Collected data entries
○ ○ ○ ○

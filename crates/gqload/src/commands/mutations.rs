use serde::Serialize;
use std::path::Path;
use tabled::Tabled;

use crate::config::ProjectConfig;
use crate::output::{self, Format};

#[derive(Debug, Serialize, Tabled)]
pub struct MutationRow {
    pub name: String,
    pub arguments: String,
    pub returns: String,
    pub description: String,
}

/// List the operations the schema's mutation root offers.
pub fn run(config_path: &Path, format: Format) -> anyhow::Result<()> {
    let config = ProjectConfig::read(config_path)?;
    let schema = config.load_schema()?;

    let rows: Vec<MutationRow> = schema
        .mutation_fields
        .iter()
        .map(|field| MutationRow {
            name: field.name.clone(),
            arguments: field
                .arguments
                .iter()
                .map(|a| format!("{}: {}", a.name, a.ty))
                .collect::<Vec<_>>()
                .join(", "),
            returns: field.ty.to_string(),
            description: field.description.clone().unwrap_or_default(),
        })
        .collect();

    output::print_table(&rows, format);
    Ok(())
}
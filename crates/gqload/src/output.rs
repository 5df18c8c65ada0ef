use colored::Colorize;
use serde::Serialize;
use std::io::IsTerminal;
use tabled::{Table, Tabled};

/// Output format selection.
#[derive(Debug, Clone, Copy, PartialEq, Eq, clap::ValueEnum)]
pub enum Format {
    Human,
    Json,
}

/// Determine the output format based on the user's choice and terminal detection.
pub fn resolve_format(format: Option<Format>) -> Format {
    match format {
        Some(f) => f,
        None => {
            if std::io::stdout().is_terminal() {
                Format::Human
            } else {
                Format::Json
            }
        }
    }
}

/// Print rows in the resolved format.
/// `T` must implement both `Serialize` (for JSON) and `Tabled` (for human output).
pub fn print_table<T: Serialize + Tabled>(items: &[T], format: Format) {
    match format {
        Format::Json => {
            println!("{}", serde_json::to_string_pretty(items).unwrap());
        }
        Format::Human => {
            if items.is_empty() {
                println!("No results.");
                return;
            }
            let table = Table::new(items).to_string();
            println!("{}", table);
        }
    }
}

/// Print a single payload in the resolved format.
pub fn print_one<T: Serialize>(item: &T, format: Format) {
    match format {
        Format::Json => {
            println!("{}", serde_json::to_string_pretty(item).unwrap());
        }
        Format::Human => {
            // Pretty JSON is also the most readable rendering of a response
            // payload for humans.
            println!("{}", serde_json::to_string_pretty(item).unwrap());
        }
    }
}

// Status lines go to stderr so stdout stays clean for documents and
// payloads (pipeable even with chatter enabled).

/// Green progress line.
pub fn status(message: impl AsRef<str>) {
    eprintln!("{}", message.as_ref().green());
}

/// Yellow notice line.
pub fn notice(message: impl AsRef<str>) {
    eprintln!("{}", message.as_ref().yellow());
}

/// Red failure line.
pub fn failure(message: impl AsRef<str>) {
    eprintln!("{}", message.as_ref().red());
}
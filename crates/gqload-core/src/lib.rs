//! Record-to-operation compiler and GraphQL client for gqload.
//!
//! The compiler turns already-parsed tabular records into one batch
//! mutation document: each record becomes an aliased operation whose
//! arguments are coerced against the schema's declared types, and records
//! that cannot satisfy a required argument are skipped, not fatal.

pub mod client;
pub mod coerce;
pub mod compile;
pub mod endpoint;
pub mod error;
pub mod mapping;
pub mod schema;

// Re-export key types at crate root for convenience.
pub use client::Client;
pub use compile::{compile_document, Diagnostics, Record};
pub use endpoint::Endpoint;
pub use error::LoadError;
pub use mapping::FieldMapping;
pub use schema::{ParsedSchema, TypeDescriptor};
use super::*;

#[test]
fn top_level_help_shows_subcommands() {
    gqload()
        .arg("--help")
        .assert()
        .success()
        .stdout(predicate::str::contains("load"))
        .stdout(predicate::str::contains("mutations"))
        .stdout(predicate::str::contains("--config"))
        .stdout(predicate::str::contains("--format"));
}

#[test]
fn load_help_shows_flags() {
    gqload()
        .args(["load", "--help"])
        .assert()
        .success()
        .stdout(predicate::str::contains("--csv"))
        .stdout(predicate::str::contains("--json"))
        .stdout(predicate::str::contains("--mutation"))
        .stdout(predicate::str::contains("--endpoint"))
        .stdout(predicate::str::contains("--mapping"))
        .stdout(predicate::str::contains("--delim"))
        .stdout(predicate::str::contains("--dry-run"));
}

#[test]
fn load_help_shows_short_flags() {
    gqload()
        .args(["load", "--help"])
        .assert()
        .success()
        .stdout(predicate::str::contains("-m"))
        .stdout(predicate::str::contains("-e"))
        .stdout(predicate::str::contains("-p"))
        .stdout(predicate::str::contains("-d"));
}

#[test]
fn version_flag_works() {
    gqload()
        .arg("--version")
        .assert()
        .success()
        .stdout(predicate::str::contains("gqload"));
}
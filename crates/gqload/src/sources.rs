//! CSV and JSON record sources.
//!
//! Both produce the same shape: one JSON object per row. CSV cells are
//! always strings (an empty cell is an empty string, not a missing value);
//! a short row simply lacks its trailing keys.

use anyhow::{bail, Context};
use gqload_core::Record;
use serde_json::Value;
use std::path::Path;

pub fn read_csv(path: &Path) -> anyhow::Result<Vec<Record>> {
    let mut reader = csv::ReaderBuilder::new()
        .flexible(true)
        .from_path(path)
        .with_context(|| format!("could not read CSV file {}", path.display()))?;
    let headers = reader
        .headers()
        .with_context(|| format!("could not read CSV headers from {}", path.display()))?
        .clone();

    let mut rows = Vec::new();
    for result in reader.records() {
        let row = result.with_context(|| format!("malformed CSV in {}", path.display()))?;
        let mut record = Record::new();
        for (name, cell) in headers.iter().zip(row.iter()) {
            record.insert(name.to_string(), Value::String(cell.to_string()));
        }
        rows.push(record);
    }
    Ok(rows)
}

pub fn read_json(path: &Path) -> anyhow::Result<Vec<Record>> {
    let text = std::fs::read_to_string(path)
        .with_context(|| format!("could not read JSON file {}", path.display()))?;
    let value: Value = serde_json::from_str(&text)
        .with_context(|| format!("could not parse JSON file {}", path.display()))?;

    let Value::Array(items) = value else {
        bail!("{} must contain a JSON array of objects", path.display());
    };
    items
        .into_iter()
        .enumerate()
        .map(|(index, item)| match item {
            Value::Object(map) => Ok(map),
            _ => bail!("row {} in {} is not an object", index, path.display()),
        })
        .collect()
}
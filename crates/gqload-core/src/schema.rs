//! GraphQL SDL parsing and argument type classification.
//!
//! Parses a schema file into the pieces the compiler needs: the mutation
//! root's fields (the operations that can be called), the object types
//! (for computing return selections), and structural type references.
//! A [`TypeDescriptor`] is derived once per argument and drives all
//! coercion decisions downstream.

use crate::error::LoadError;
use apollo_parser::cst;
use apollo_parser::Parser;
use std::fmt;

/// A GraphQL type reference (named type with list/non-null wrapping).
#[derive(Debug, Clone, PartialEq, Eq)]
pub enum GqlType {
    Named(String),
    List(Box<GqlType>),
    NonNull(Box<GqlType>),
}

impl GqlType {
    /// The innermost named type, stripping all wrappers.
    pub fn base_name(&self) -> &str {
        match self {
            GqlType::Named(name) => name,
            GqlType::List(inner) => inner.base_name(),
            GqlType::NonNull(inner) => inner.base_name(),
        }
    }

    /// Whether a list wrapper occurs at any depth.
    pub fn is_list(&self) -> bool {
        match self {
            GqlType::Named(_) => false,
            GqlType::List(_) => true,
            GqlType::NonNull(inner) => inner.is_list(),
        }
    }
}

impl fmt::Display for GqlType {
    fn fmt(&self, f: &mut fmt::Formatter<'_>) -> fmt::Result {
        match self {
            GqlType::Named(name) => write!(f, "{}", name),
            GqlType::List(inner) => write!(f, "[{}]", inner),
            GqlType::NonNull(inner) => write!(f, "{}!", inner),
        }
    }
}

/// Classified shape of one argument type, computed once per argument.
///
/// `is_required` reflects only the outermost wrapper: `[String!]` is an
/// optional argument whose elements are non-null.
#[derive(Debug, Clone, PartialEq, Eq)]
pub struct TypeDescriptor {
    pub named_type: String,
    pub is_list: bool,
    pub is_required: bool,
}

impl TypeDescriptor {
    pub fn of(ty: &GqlType) -> Self {
        TypeDescriptor {
            named_type: ty.base_name().to_string(),
            is_list: ty.is_list(),
            is_required: matches!(ty, GqlType::NonNull(_)),
        }
    }
}

/// One declared argument of a mutation field.
#[derive(Debug, Clone)]
pub struct ArgumentDef {
    pub name: String,
    pub ty: GqlType,
}

/// A field on the mutation root or on an object type.
#[derive(Debug, Clone)]
pub struct FieldDef {
    pub name: String,
    pub description: Option<String>,
    pub ty: GqlType,
    pub arguments: Vec<ArgumentDef>,
}

/// An object type definition.
#[derive(Debug, Clone)]
pub struct ObjectDef {
    pub name: String,
    pub fields: Vec<FieldDef>,
}

/// The parts of a parsed schema that batch loading needs.
#[derive(Debug)]
pub struct ParsedSchema {
    /// Fields of the mutation root type, in declaration order.
    pub mutation_fields: Vec<FieldDef>,
    /// Object type definitions other than the operation roots.
    pub objects: Vec<ObjectDef>,
}

impl ParsedSchema {
    /// Look up a mutation-root field by name.
    pub fn mutation_field(&self, name: &str) -> Result<&FieldDef, LoadError> {
        self.mutation_fields
            .iter()
            .find(|f| f.name == name)
            .ok_or_else(|| LoadError::MutationNotFound {
                name: name.to_string(),
                available: self.mutation_names(),
            })
    }

    /// Names of all mutation-root fields, in declaration order.
    pub fn mutation_names(&self) -> Vec<String> {
        self.mutation_fields.iter().map(|f| f.name.clone()).collect()
    }

    /// Look up an object type definition by name.
    pub fn object(&self, name: &str) -> Option<&ObjectDef> {
        self.objects.iter().find(|o| o.name == name)
    }
}

pub fn parse(schema_text: &str) -> Result<ParsedSchema, LoadError> {
    let parser = Parser::new(schema_text);
    let tree = parser.parse();

    let errors: Vec<String> = tree.errors().map(|e| e.message().to_string()).collect();
    if !errors.is_empty() {
        return Err(LoadError::Schema(errors.join("; ")));
    }

    let doc = tree.document();
    let definitions: Vec<cst::Definition> = doc.definitions().collect();

    // A `schema { mutation: ... }` definition may rename the operation
    // roots; default names apply otherwise.
    let mut query_root = "Query".to_string();
    let mut mutation_root = "Mutation".to_string();
    let mut subscription_root = "Subscription".to_string();
    for def in &definitions {
        if let cst::Definition::SchemaDefinition(s) = def {
            for root in s.root_operation_type_definitions() {
                let Some(name) = root
                    .named_type()
                    .and_then(|n| n.name())
                    .map(|n| n.text().to_string())
                else {
                    continue;
                };
                let Some(op) = root.operation_type() else {
                    continue;
                };
                if op.mutation_token().is_some() {
                    mutation_root = name;
                } else if op.subscription_token().is_some() {
                    subscription_root = name;
                } else {
                    query_root = name;
                }
            }
        }
    }

    let mut mutation_fields = Vec::new();
    let mut objects = Vec::new();
    for def in &definitions {
        if let cst::Definition::ObjectTypeDefinition(o) = def {
            let name = extract_name(&o.name());
            let fields = extract_fields(&o.fields_definition());
            if name == mutation_root {
                mutation_fields = fields;
            } else if name != query_root && name != subscription_root {
                objects.push(ObjectDef { name, fields });
            }
        }
    }

    Ok(ParsedSchema {
        mutation_fields,
        objects,
    })
}

fn extract_name(name: &Option<cst::Name>) -> String {
    name.as_ref()
        .map(|n| n.text().to_string())
        .unwrap_or_default()
}

fn extract_description(desc: &Option<cst::Description>) -> Option<String> {
    desc.as_ref()
        .and_then(|d| d.string_value())
        .map(String::from)
        .filter(|s| !s.is_empty())
}

fn extract_type(ty: &Option<cst::Type>) -> GqlType {
    match ty {
        None => GqlType::Named("String".to_string()),
        Some(t) => match t {
            cst::Type::NamedType(nt) => GqlType::Named(extract_name(&nt.name())),
            cst::Type::ListType(lt) => GqlType::List(Box::new(extract_type(&lt.ty()))),
            cst::Type::NonNullType(nnt) => {
                if let Some(named) = nnt.named_type() {
                    GqlType::NonNull(Box::new(GqlType::Named(extract_name(&named.name()))))
                } else if let Some(list) = nnt.list_type() {
                    GqlType::NonNull(Box::new(GqlType::List(Box::new(extract_type(
                        &list.ty(),
                    )))))
                } else {
                    GqlType::NonNull(Box::new(GqlType::Named("String".to_string())))
                }
            }
        },
    }
}

fn extract_fields(fields_def: &Option<cst::FieldsDefinition>) -> Vec<FieldDef> {
    let Some(fd) = fields_def else {
        return Vec::new();
    };
    fd.field_definitions()
        .map(|f| FieldDef {
            name: extract_name(&f.name()),
            description: extract_description(&f.description()),
            ty: extract_type(&f.ty()),
            arguments: extract_arguments(&f.arguments_definition()),
        })
        .collect()
}

fn extract_arguments(args_def: &Option<cst::ArgumentsDefinition>) -> Vec<ArgumentDef> {
    let Some(ad) = args_def else {
        return Vec::new();
    };
    ad.input_value_definitions()
        .map(|iv| ArgumentDef {
            name: extract_name(&iv.name()),
            ty: extract_type(&iv.ty()),
        })
        .collect()
}
//! GraphQL endpoint client.
//!
//! Sends one compiled batch document to a resolved [`Endpoint`] and hands
//! back the response's `data` value. No retries and no response
//! interpretation beyond surfacing the GraphQL error collection.

use crate::endpoint::Endpoint;
use crate::error::{GraphQLError, LoadError};

#[derive(Debug, Clone)]
pub struct Client {
    http: reqwest::Client,
    endpoint: Endpoint,
}

/// Raw GraphQL response shape.
#[derive(serde::Deserialize)]
struct GraphQLResponse {
    data: Option<serde_json::Value>,
    errors: Option<Vec<GraphQLError>>,
}

impl Client {
    pub fn new(endpoint: Endpoint) -> Self {
        Self {
            http: reqwest::Client::new(),
            endpoint,
        }
    }

    pub fn url(&self) -> &str {
        &self.endpoint.url
    }

    /// Send one batch document and return the response's `data` value.
    pub async fn execute(&self, document: &str) -> Result<serde_json::Value, LoadError> {
        let body = serde_json::json!({ "query": document });

        let mut request = self
            .http
            .post(&self.endpoint.url)
            .header("Content-Type", "application/json")
            .header("User-Agent", format!("gqload/{}", env!("CARGO_PKG_VERSION")))
            .json(&body);
        for (name, value) in &self.endpoint.headers {
            request = request.header(name.as_str(), value.as_str());
        }

        let response = request.send().await?;

        let status = response.status();
        if !status.is_success() {
            let body = response.text().await.unwrap_or_default();
            return Err(LoadError::Http {
                status: status.as_u16(),
                body,
            });
        }

        let gql_response: GraphQLResponse = response.json().await?;

        if let Some(errors) = gql_response.errors {
            if !errors.is_empty() {
                return Err(LoadError::GraphQL { errors });
            }
        }

        gql_response
            .data
            .ok_or_else(|| LoadError::MissingData("no data in response".to_string()))
    }
}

○ ○ ○ ○

WORK ORDER
Copying word for word, give each line of the data above from the first one through the line containing "pub fn run(config_path: &Path, format: Format)", and nothing else.

EXERCISE ANSWER
filename crates/gqload/src/commands/mutations.rs
use serde::Serialize;
use std::path::Path;
use tabled::Tabled;

use crate::config::ProjectConfig;
use crate::output::{self, Format};

#[derive(Debug, Serialize, Tabled)]
pub struct MutationRow {
    pub name: String,
    pub arguments: String,
    pub returns: String,
    pub description: String,
}

/// List the operations the schema's mutation root offers.
pub fn run(config_path: &Path, format: Format) -> anyhow::Result<()> {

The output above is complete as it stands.